__Prompt__:
All lines in the material below that contain "rewind" should be located and copied.

##### Exercise inputs #####

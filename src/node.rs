//! Nodes bundle a handler with the ports it declares

use crate::error::{PipeGraphError, Result};
use crate::handlers::{BuiltinHandler, Handler};
use crate::port::{Direction, NodeId, Port, PortRef};
use crate::report::RunStatus;
use tracing::{error, warn};

/// One processing step in the graph: a handler instance plus the ports
/// derived from its port spec at construction. Names are not required to be
/// unique across the graph.
#[derive(Debug)]
pub struct Node {
    pub id: NodeId,
    pub name: String,
    pub handler: BuiltinHandler,
    inputs: Vec<Port>,
    outputs: Vec<Port>,
}

impl Node {
    pub(crate) fn new(id: NodeId, name: impl Into<String>, handler: BuiltinHandler) -> Self {
        let spec = handler.port_spec();
        let inputs = spec
            .inputs
            .iter()
            .map(|n| Port::new(id, n, Direction::In))
            .collect();
        let outputs = spec
            .outputs
            .iter()
            .map(|n| Port::new(id, n, Direction::Out))
            .collect();
        Self {
            id,
            name: name.into(),
            handler,
            inputs,
            outputs,
        }
    }

    pub fn inputs(&self) -> &[Port] {
        &self.inputs
    }

    pub fn outputs(&self) -> &[Port] {
        &self.outputs
    }

    pub fn port(&self, direction: Direction, name: &str) -> Option<&Port> {
        let ports = match direction {
            Direction::In => &self.inputs,
            Direction::Out => &self.outputs,
        };
        ports.iter().find(|p| p.name == name)
    }

    pub(crate) fn port_mut(&mut self, direction: Direction, name: &str) -> Option<&mut Port> {
        let ports = match direction {
            Direction::In => &mut self.inputs,
            Direction::Out => &mut self.outputs,
        };
        ports.iter_mut().find(|p| p.name == name)
    }

    pub(crate) fn ports_mut(&mut self) -> impl Iterator<Item = &mut Port> {
        self.inputs.iter_mut().chain(self.outputs.iter_mut())
    }

    /// Replace every port. Used by the loader, which discards the
    /// constructor-derived ports and rebuilds them from the saved document.
    pub(crate) fn replace_ports(&mut self, inputs: Vec<Port>, outputs: Vec<Port>) {
        self.inputs = inputs;
        self.outputs = outputs;
    }

    /// A sink has no output ports, or none of its outputs has a consumer.
    pub fn is_sink(&self) -> bool {
        self.outputs.iter().all(|p| !p.is_connected())
    }

    /// Set a parameter, rejecting names the handler did not declare at
    /// construction. The persistence loader bypasses this check.
    pub fn set_param(&mut self, name: &str, value: impl Into<String>) -> Result<()> {
        if !self.handler.params().contains_key(name) {
            return Err(PipeGraphError::UnknownParam {
                node: self.name.clone(),
                param: name.to_string(),
            });
        }
        self.handler.params_mut().insert(name.to_string(), value.into());
        Ok(())
    }

    pub fn param(&self, name: &str) -> Option<&str> {
        self.handler.params().get(name).map(String::as_str)
    }

    /// True only if every input port is current and the handler reports
    /// current. Always false today; headroom for future caching.
    pub fn is_up_to_date(&self) -> bool {
        self.inputs.iter().all(|p| p.is_up_to_date()) && self.handler.is_up_to_date()
    }

    /// Collect backing paths in port-spec order and invoke the handler.
    ///
    /// A port without a backing channel makes this a skip, reported with the
    /// exact list of unconnected ports. A handler error is caught here and
    /// becomes a failure result; it never crosses the node boundary.
    pub async fn process(&mut self) -> RunStatus {
        let spec = self.handler.port_spec().clone();

        let mut unconnected = Vec::new();
        let mut input_paths = Vec::with_capacity(spec.inputs.len());
        for name in &spec.inputs {
            match self
                .port(Direction::In, name)
                .and_then(|p| p.backing_path())
            {
                Some(path) => input_paths.push(path.to_path_buf()),
                None => unconnected.push(format!("in:{name}")),
            }
        }
        let mut output_paths = Vec::with_capacity(spec.outputs.len());
        for name in &spec.outputs {
            match self
                .port(Direction::Out, name)
                .and_then(|p| p.backing_path())
            {
                Some(path) => output_paths.push(path.to_path_buf()),
                None => unconnected.push(format!("out:{name}")),
            }
        }

        if !unconnected.is_empty() {
            warn!(
                node = %self.name,
                "Skipping node, unconnected ports: {}",
                unconnected.join(", ")
            );
            return RunStatus::Skipped { unconnected };
        }

        // Re-runs must see the producer's current output from the start.
        for port in &mut self.inputs {
            if let Err(e) = port.rewind() {
                warn!(node = %self.name, port = %port.name, "Failed to rewind read handle: {e}");
            }
        }

        match self.handler.run(&input_paths, &output_paths).await {
            Ok(()) => RunStatus::Completed,
            Err(e) => {
                error!(node = %self.name, "Handler failed: {e}");
                RunStatus::Failed
            }
        }
    }
}

#[cfg(test)]
mod tests {
    use super::*;
    use crate::handlers::HandlerKind;

    fn node(kind: HandlerKind, name: &str) -> Node {
        Node::new(NodeId(0), name, BuiltinHandler::new(kind))
    }

    #[test]
    fn test_ports_follow_handler_spec() {
        let n = node(HandlerKind::Add, "a");
        assert_eq!(n.inputs().len(), 2);
        assert_eq!(n.inputs()[0].name, "summand1");
        assert_eq!(n.inputs()[1].name, "summand2");
        assert_eq!(n.outputs().len(), 1);
        assert_eq!(n.outputs()[0].name, "sum");
    }

    #[test]
    fn test_set_param_validates_schema() {
        let mut n = node(HandlerKind::Const, "c");
        n.set_param("value", "42").unwrap();
        assert_eq!(n.param("value"), Some("42"));

        let err = n.set_param("valeu", "42").unwrap_err();
        assert!(matches!(err, PipeGraphError::UnknownParam { .. }));
    }

    #[test]
    fn test_sink_definition() {
        // No output ports at all
        assert!(node(HandlerKind::Print, "p").is_sink());
        // Output ports exist but have no consumers
        assert!(node(HandlerKind::Const, "c").is_sink());
    }

    #[test]
    fn test_never_up_to_date() {
        assert!(!node(HandlerKind::Add, "a").is_up_to_date());
        assert!(!node(HandlerKind::Const, "c").is_up_to_date());
    }

    #[tokio::test]
    async fn test_process_skips_with_unconnected_port_diagnostic() {
        let mut n = node(HandlerKind::Add, "a");
        let status = n.process().await;
        assert_eq!(
            status,
            RunStatus::Skipped {
                unconnected: vec![
                    "in:summand1".to_string(),
                    "in:summand2".to_string(),
                    "out:sum".to_string(),
                ]
            }
        );
    }

    #[test]
    fn test_port_reference_resolution() {
        let n = node(HandlerKind::Add, "a");
        assert!(n.port(Direction::In, "summand1").is_some());
        assert!(n.port(Direction::Out, "summand1").is_none());
        assert!(n.port(Direction::Out, "sum").is_some());
    }
}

#####

__Problem solution__:
            if let Err(e) = port.rewind() {
                warn!(node = %self.name, port = %port.name, "Failed to rewind read handle: {e}");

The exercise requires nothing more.